▶ _PROBLEM DESCRIPTION_:
From the line that includes "pub async fn" to the closing line of the data, please transcribe every line exactly and add nothing.

Records from a collection
//! The `list` subcommand: a fixed-width table of every frontend on the
//! network, green when publishable and red when not, on stderr.

use colored::Colorize;

use crate::error::Result;
use crate::frontend::SslPolicy;
use crate::inventory;
use crate::runtime::ContainerRuntime;

const COLUMNS: [usize; 5] = [20, 15, 5, 18, 18];
const SPACING: usize = 2;

pub async fn run(runtime: &dyn ContainerRuntime, network: &str, ssl: SslPolicy) -> Result<()> {
    let snapshot = inventory::fetch(runtime, network, ssl).await?;

    eprintln!(
        "{}",
        format_row(&["Container", "IP", "Port", "Virtual Host", "Virtual Path"])
    );
    eprintln!("{}", format_line('='));

    for fc in &snapshot.frontends {
        let row = format_row(&[
            &fc.name,
            fc.ip.as_deref().unwrap_or(""),
            fc.port.as_deref().unwrap_or(""),
            fc.virtual_host.as_deref().unwrap_or(""),
            fc.virtual_path.as_deref().unwrap_or(""),
        ]);
        let row = if fc.publishable {
            row.green()
        } else {
            row.red()
        };
        eprintln!("{}", row);
    }

    Ok(())
}

/// Truncate or pad each column to its fixed width.
fn format_row(cols: &[&str]) -> String {
    let parts: Vec<String> = cols
        .iter()
        .zip(COLUMNS)
        .map(|(col, size)| {
            let mut cell: String = col.chars().take(size).collect();
            while cell.chars().count() < size {
                cell.push(' ');
            }
            cell
        })
        .collect();
    parts.join(&" ".repeat(SPACING))
}

fn format_line(ch: char) -> String {
    let parts: Vec<String> = COLUMNS
        .iter()
        .map(|size| ch.to_string().repeat(*size))
        .collect();
    parts.join(&" ".repeat(SPACING))
}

▶ _OUTPUT OF THE EXERCISE_:
pub async fn run(runtime: &dyn ContainerRuntime, network: &str, ssl: SslPolicy) -> Result<()> {
    let snapshot = inventory::fetch(runtime, network, ssl).await?;

    eprintln!(
        "{}",
        format_row(&["Container", "IP", "Port", "Virtual Host", "Virtual Path"])
    );
    eprintln!("{}", format_line('='));

    for fc in &snapshot.frontends {
        let row = format_row(&[
            &fc.name,
            fc.ip.as_deref().unwrap_or(""),
            fc.port.as_deref().unwrap_or(""),
            fc.virtual_host.as_deref().unwrap_or(""),
            fc.virtual_path.as_deref().unwrap_or(""),
        ]);
        let row = if fc.publishable {
            row.green()
        } else {
            row.red()
        };
        eprintln!("{}", row);
    }

    Ok(())
}

/// Truncate or pad each column to its fixed width.
fn format_row(cols: &[&str]) -> String {
    let parts: Vec<String> = cols
        .iter()
        .zip(COLUMNS)
        .map(|(col, size)| {
            let mut cell: String = col.chars().take(size).collect();
            while cell.chars().count() < size {
                cell.push(' ');
            }
            cell
        })
        .collect();
    parts.join(&" ".repeat(SPACING))
}

fn format_line(ch: char) -> String {
    let parts: Vec<String> = COLUMNS
        .iter()
        .map(|size| ch.to_string().repeat(*size))
        .collect();
    parts.join(&" ".repeat(SPACING))
}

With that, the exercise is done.